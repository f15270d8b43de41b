//! Admin category management.

use axum::{Json, extract::State, http::StatusCode};
use tracing::instrument;

use cornershop_core::CategoryId;

use crate::db::{CategoryRepository, RepositoryError};
use crate::error::{AppError, Result};
use crate::extract::{ApiJson, ApiPath};
use crate::middleware::RequireAdmin;
use crate::models::{Category, CategoryInput};
use crate::state::AppState;

fn not_found(e: RepositoryError) -> AppError {
    match e {
        RepositoryError::NotFound => AppError::NotFound("Category not found".to_string()),
        other => AppError::Database(other),
    }
}

#[instrument(skip(_admin, state))]
pub async fn index(
    RequireAdmin(_admin): RequireAdmin,
    State(state): State<AppState>,
) -> Result<Json<Vec<Category>>> {
    Ok(Json(CategoryRepository::new(state.pool()).list().await?))
}

#[instrument(skip(admin, state, input), fields(admin_id = %admin.id))]
pub async fn store(
    RequireAdmin(admin): RequireAdmin,
    State(state): State<AppState>,
    ApiJson(input): ApiJson<CategoryInput>,
) -> Result<(StatusCode, Json<Category>)> {
    let input = input.validate().map_err(AppError::Validation)?;
    let category = CategoryRepository::new(state.pool()).create(&input).await?;

    tracing::info!(category_id = %category.id, "Category created");
    Ok((StatusCode::CREATED, Json(category)))
}

#[instrument(skip(_admin, state))]
pub async fn show(
    RequireAdmin(_admin): RequireAdmin,
    State(state): State<AppState>,
    ApiPath(id): ApiPath<CategoryId>,
) -> Result<Json<Category>> {
    CategoryRepository::new(state.pool())
        .get(id)
        .await?
        .map(Json)
        .ok_or_else(|| AppError::NotFound("Category not found".to_string()))
}

/// Rename a category. Listings show the category name, so the cache goes.
#[instrument(skip(admin, state, input), fields(admin_id = %admin.id))]
pub async fn update(
    RequireAdmin(admin): RequireAdmin,
    State(state): State<AppState>,
    ApiPath(id): ApiPath<CategoryId>,
    ApiJson(input): ApiJson<CategoryInput>,
) -> Result<Json<Category>> {
    let input = input.validate().map_err(AppError::Validation)?;
    let category = CategoryRepository::new(state.pool())
        .update(id, &input)
        .await
        .map_err(not_found)?;

    state.catalog().invalidate_all();
    Ok(Json(category))
}

/// Delete a category. Its products become uncategorized.
#[instrument(skip(admin, state), fields(admin_id = %admin.id))]
pub async fn destroy(
    RequireAdmin(admin): RequireAdmin,
    State(state): State<AppState>,
    ApiPath(id): ApiPath<CategoryId>,
) -> Result<StatusCode> {
    CategoryRepository::new(state.pool())
        .delete(id)
        .await
        .map_err(not_found)?;

    state.catalog().invalidate_all();
    tracing::info!(category_id = %id, "Category deleted");
    Ok(StatusCode::NO_CONTENT)
}
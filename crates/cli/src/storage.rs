//! File-backed cart storage.
//!
//! The file holds a JSON object of keys to string blobs, the same shape a
//! browser's local storage would have. Writes go to a sibling temp file that
//! is then renamed over the original.

use std::collections::BTreeMap;
use std::fs;
use std::io::ErrorKind;
use std::path::{Path, PathBuf};

use cornershop_core::cart::{CartStorage, CartStorageError};

/// Key/value storage in a single JSON file.
#[derive(Debug, Clone)]
pub struct FileStorage {
    path: PathBuf,
}

impl FileStorage {
    pub fn new(path: impl Into<PathBuf>) -> Self {
        Self { path: path.into() }
    }

    pub fn path(&self) -> &Path {
        &self.path
    }

    fn read_all(&self) -> Result<BTreeMap<String, String>, CartStorageError> {
        match fs::read_to_string(&self.path) {
            Ok(contents) => Ok(serde_json::from_str(&contents)?),
            Err(e) if e.kind() == ErrorKind::NotFound => Ok(BTreeMap::new()),
            Err(e) => Err(e.into()),
        }
    }
}

impl CartStorage for FileStorage {
    fn get(&self, key: &str) -> Result<Option<String>, CartStorageError> {
        Ok(self.read_all()?.remove(key))
    }

    fn set(&mut self, key: &str, value: String) -> Result<(), CartStorageError> {
        // A corrupt file is replaced rather than blocking every later write.
        let mut entries = match self.read_all() {
            Ok(entries) => entries,
            Err(CartStorageError::Serialization(e)) => {
                tracing::warn!(path = %self.path.display(), error = %e, "Replacing corrupt cart file");
                BTreeMap::new()
            }
            Err(e) => return Err(e),
        };
        entries.insert(key.to_owned(), value);

        let tmp = self.path.with_extension("tmp");
        fs::write(&tmp, serde_json::to_vec_pretty(&entries)?)?;
        fs::rename(&tmp, &self.path)?;
        Ok(())
    }
}

#[cfg(test)]
#[allow(clippy::unwrap_used)]
mod tests {
    use cornershop_core::ProductId;
    use cornershop_core::cart::{CART_STORAGE_KEY, CartStore, ProductSnapshot};
    use rust_decimal::Decimal;

    use super::*;

    fn temp_path(name: &str) -> PathBuf {
        let path = std::env::temp_dir().join(format!(
            "cornershop-cart-{}-{name}.json",
            std::process::id()
        ));
        let _ = fs::remove_file(&path);
        path
    }

    #[test]
    fn test_missing_file_reads_as_empty() {
        let storage = FileStorage::new(temp_path("missing"));
        assert_eq!(storage.get(CART_STORAGE_KEY).unwrap(), None);
    }

    #[test]
    fn test_set_keeps_other_keys() {
        let path = temp_path("keys");
        let mut storage = FileStorage::new(&path);

        storage.set("theme", "dark".to_string()).unwrap();
        storage.set(CART_STORAGE_KEY, "[]".to_string()).unwrap();

        let reopened = FileStorage::new(&path);
        assert_eq!(reopened.get("theme").unwrap().as_deref(), Some("dark"));
        assert_eq!(reopened.get(CART_STORAGE_KEY).unwrap().as_deref(), Some("[]"));
        fs::remove_file(path).unwrap();
    }

    #[test]
    fn test_cart_survives_reload() {
        let path = temp_path("reload");
        let mut store = CartStore::load(FileStorage::new(&path));
        store
            .add(
                ProductSnapshot {
                    id: ProductId::new(3),
                    name: "Classic Navy Hoodie".to_string(),
                    price: Decimal::new(4_999, 2),
                    image_url: None,
                },
                2,
            )
            .unwrap();

        let reloaded = CartStore::load(FileStorage::new(&path));
        assert_eq!(reloaded.cart().item_count(), 2);
        assert_eq!(reloaded.cart().total(), Decimal::new(9_998, 2));
        fs::remove_file(path).unwrap();
    }

    #[test]
    fn test_corrupt_file_loads_empty_cart_and_is_replaced() {
        let path = temp_path("corrupt");
        fs::write(&path, "{not json").unwrap();

        let mut store = CartStore::load(FileStorage::new(&path));
        assert!(store.cart().is_empty());

        store.clear().unwrap();
        let storage = FileStorage::new(&path);
        assert_eq!(storage.get(CART_STORAGE_KEY).unwrap().as_deref(), Some("[]"));
        fs::remove_file(path).unwrap();
    }

    #[test]
    fn test_unreadable_file_is_not_overwritten() {
        // A directory at the path reads as an I/O error, not corrupt JSON.
        let path = temp_path("unreadable");
        let _ = fs::remove_dir_all(&path);
        fs::create_dir(&path).unwrap();

        let mut storage = FileStorage::new(&path);
        let result = storage.set(CART_STORAGE_KEY, "[]".to_string());

        assert!(matches!(result, Err(CartStorageError::Io(_))));
        assert!(!path.with_extension("tmp").exists());
        assert!(path.is_dir());
        fs::remove_dir(path).unwrap();
    }
}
────────────────────
- [Problem] All of the data above needs to be retyped exactly, with each line as it stands.

- [Solution]
repository f15270d8b43de41b
//! Admin category management.

use axum::{Json, extract::State, http::StatusCode};
use tracing::instrument;

use cornershop_core::CategoryId;

use crate::db::{CategoryRepository, RepositoryError};
use crate::error::{AppError, Result};
use crate::extract::{ApiJson, ApiPath};
use crate::middleware::RequireAdmin;
use crate::models::{Category, CategoryInput};
use crate::state::AppState;

fn not_found(e: RepositoryError) -> AppError {
    match e {
        RepositoryError::NotFound => AppError::NotFound("Category not found".to_string()),
        other => AppError::Database(other),
    }
}

#[instrument(skip(_admin, state))]
pub async fn index(
    RequireAdmin(_admin): RequireAdmin,
    State(state): State<AppState>,
) -> Result<Json<Vec<Category>>> {
    Ok(Json(CategoryRepository::new(state.pool()).list().await?))
}

#[instrument(skip(admin, state, input), fields(admin_id = %admin.id))]
pub async fn store(
    RequireAdmin(admin): RequireAdmin,
    State(state): State<AppState>,
    ApiJson(input): ApiJson<CategoryInput>,
) -> Result<(StatusCode, Json<Category>)> {
    let input = input.validate().map_err(AppError::Validation)?;
    let category = CategoryRepository::new(state.pool()).create(&input).await?;

    tracing::info!(category_id = %category.id, "Category created");
    Ok((StatusCode::CREATED, Json(category)))
}

#[instrument(skip(_admin, state))]
pub async fn show(
    RequireAdmin(_admin): RequireAdmin,
    State(state): State<AppState>,
    ApiPath(id): ApiPath<CategoryId>,
) -> Result<Json<Category>> {
    CategoryRepository::new(state.pool())
        .get(id)
        .await?
        .map(Json)
        .ok_or_else(|| AppError::NotFound("Category not found".to_string()))
}

/// Rename a category. Listings show the category name, so the cache goes.
#[instrument(skip(admin, state, input), fields(admin_id = %admin.id))]
pub async fn update(
    RequireAdmin(admin): RequireAdmin,
    State(state): State<AppState>,
    ApiPath(id): ApiPath<CategoryId>,
    ApiJson(input): ApiJson<CategoryInput>,
) -> Result<Json<Category>> {
    let input = input.validate().map_err(AppError::Validation)?;
    let category = CategoryRepository::new(state.pool())
        .update(id, &input)
        .await
        .map_err(not_found)?;

    state.catalog().invalidate_all();
    Ok(Json(category))
}

/// Delete a category. Its products become uncategorized.
#[instrument(skip(admin, state), fields(admin_id = %admin.id))]
pub async fn destroy(
    RequireAdmin(admin): RequireAdmin,
    State(state): State<AppState>,
    ApiPath(id): ApiPath<CategoryId>,
) -> Result<StatusCode> {
    CategoryRepository::new(state.pool())
        .delete(id)
        .await
        .map_err(not_found)?;

    state.catalog().invalidate_all();
    tracing::info!(category_id = %id, "Category deleted");
    Ok(StatusCode::NO_CONTENT)
}
filename crates/cli/src/storage.rs
//! File-backed cart storage.
//!
//! The file holds a JSON object of keys to string blobs, the same shape a
//! browser's local storage would have. Writes go to a sibling temp file that
//! is then renamed over the original.

use std::collections::BTreeMap;
use std::fs;
use std::io::ErrorKind;
use std::path::{Path, PathBuf};

use cornershop_core::cart::{CartStorage, CartStorageError};

/// Key/value storage in a single JSON file.
#[derive(Debug, Clone)]
pub struct FileStorage {
    path: PathBuf,
}

impl FileStorage {
    pub fn new(path: impl Into<PathBuf>) -> Self {
        Self { path: path.into() }
    }

    pub fn path(&self) -> &Path {
        &self.path
    }

    fn read_all(&self) -> Result<BTreeMap<String, String>, CartStorageError> {
        match fs::read_to_string(&self.path) {
            Ok(contents) => Ok(serde_json::from_str(&contents)?),
            Err(e) if e.kind() == ErrorKind::NotFound => Ok(BTreeMap::new()),
            Err(e) => Err(e.into()),
        }
    }
}

impl CartStorage for FileStorage {
    fn get(&self, key: &str) -> Result<Option<String>, CartStorageError> {
        Ok(self.read_all()?.remove(key))
    }

    fn set(&mut self, key: &str, value: String) -> Result<(), CartStorageError> {
        // A corrupt file is replaced rather than blocking every later write.
        let mut entries = match self.read_all() {
            Ok(entries) => entries,
            Err(CartStorageError::Serialization(e)) => {
                tracing::warn!(path = %self.path.display(), error = %e, "Replacing corrupt cart file");
                BTreeMap::new()
            }
            Err(e) => return Err(e),
        };
        entries.insert(key.to_owned(), value);

        let tmp = self.path.with_extension("tmp");
        fs::write(&tmp, serde_json::to_vec_pretty(&entries)?)?;
        fs::rename(&tmp, &self.path)?;
        Ok(())
    }
}

#[cfg(test)]
#[allow(clippy::unwrap_used)]
mod tests {
    use cornershop_core::ProductId;
    use cornershop_core::cart::{CART_STORAGE_KEY, CartStore, ProductSnapshot};
    use rust_decimal::Decimal;

    use super::*;

    fn temp_path(name: &str) -> PathBuf {
        let path = std::env::temp_dir().join(format!(
            "cornershop-cart-{}-{name}.json",
            std::process::id()
        ));
        let _ = fs::remove_file(&path);
        path
    }

    #[test]
    fn test_missing_file_reads_as_empty() {
        let storage = FileStorage::new(temp_path("missing"));
        assert_eq!(storage.get(CART_STORAGE_KEY).unwrap(), None);
    }

    #[test]
    fn test_set_keeps_other_keys() {
        let path = temp_path("keys");
        let mut storage = FileStorage::new(&path);

        storage.set("theme", "dark".to_string()).unwrap();
        storage.set(CART_STORAGE_KEY, "[]".to_string()).unwrap();

        let reopened = FileStorage::new(&path);
        assert_eq!(reopened.get("theme").unwrap().as_deref(), Some("dark"));
        assert_eq!(reopened.get(CART_STORAGE_KEY).unwrap().as_deref(), Some("[]"));
        fs::remove_file(path).unwrap();
    }

    #[test]
    fn test_cart_survives_reload() {
        let path = temp_path("reload");
        let mut store = CartStore::load(FileStorage::new(&path));
        store
            .add(
                ProductSnapshot {
                    id: ProductId::new(3),
                    name: "Classic Navy Hoodie".to_string(),
                    price: Decimal::new(4_999, 2),
                    image_url: None,
                },
                2,
            )
            .unwrap();

        let reloaded = CartStore::load(FileStorage::new(&path));
        assert_eq!(reloaded.cart().item_count(), 2);
        assert_eq!(reloaded.cart().total(), Decimal::new(9_998, 2));
        fs::remove_file(path).unwrap();
    }

    #[test]
    fn test_corrupt_file_loads_empty_cart_and_is_replaced() {
        let path = temp_path("corrupt");
        fs::write(&path, "{not json").unwrap();

        let mut store = CartStore::load(FileStorage::new(&path));
        assert!(store.cart().is_empty());

        store.clear().unwrap();
        let storage = FileStorage::new(&path);
        assert_eq!(storage.get(CART_STORAGE_KEY).unwrap().as_deref(), Some("[]"));
        fs::remove_file(path).unwrap();
    }

    #[test]
    fn test_unreadable_file_is_not_overwritten() {
        // A directory at the path reads as an I/O error, not corrupt JSON.
        let path = temp_path("unreadable");
        let _ = fs::remove_dir_all(&path);
        fs::create_dir(&path).unwrap();

        let mut storage = FileStorage::new(&path);
        let result = storage.set(CART_STORAGE_KEY, "[]".to_string());

        assert!(matches!(result, Err(CartStorageError::Io(_))));
        assert!(!path.with_extension("tmp").exists());
        assert!(path.is_dir());
        fs::remove_dir(path).unwrap();
    }
}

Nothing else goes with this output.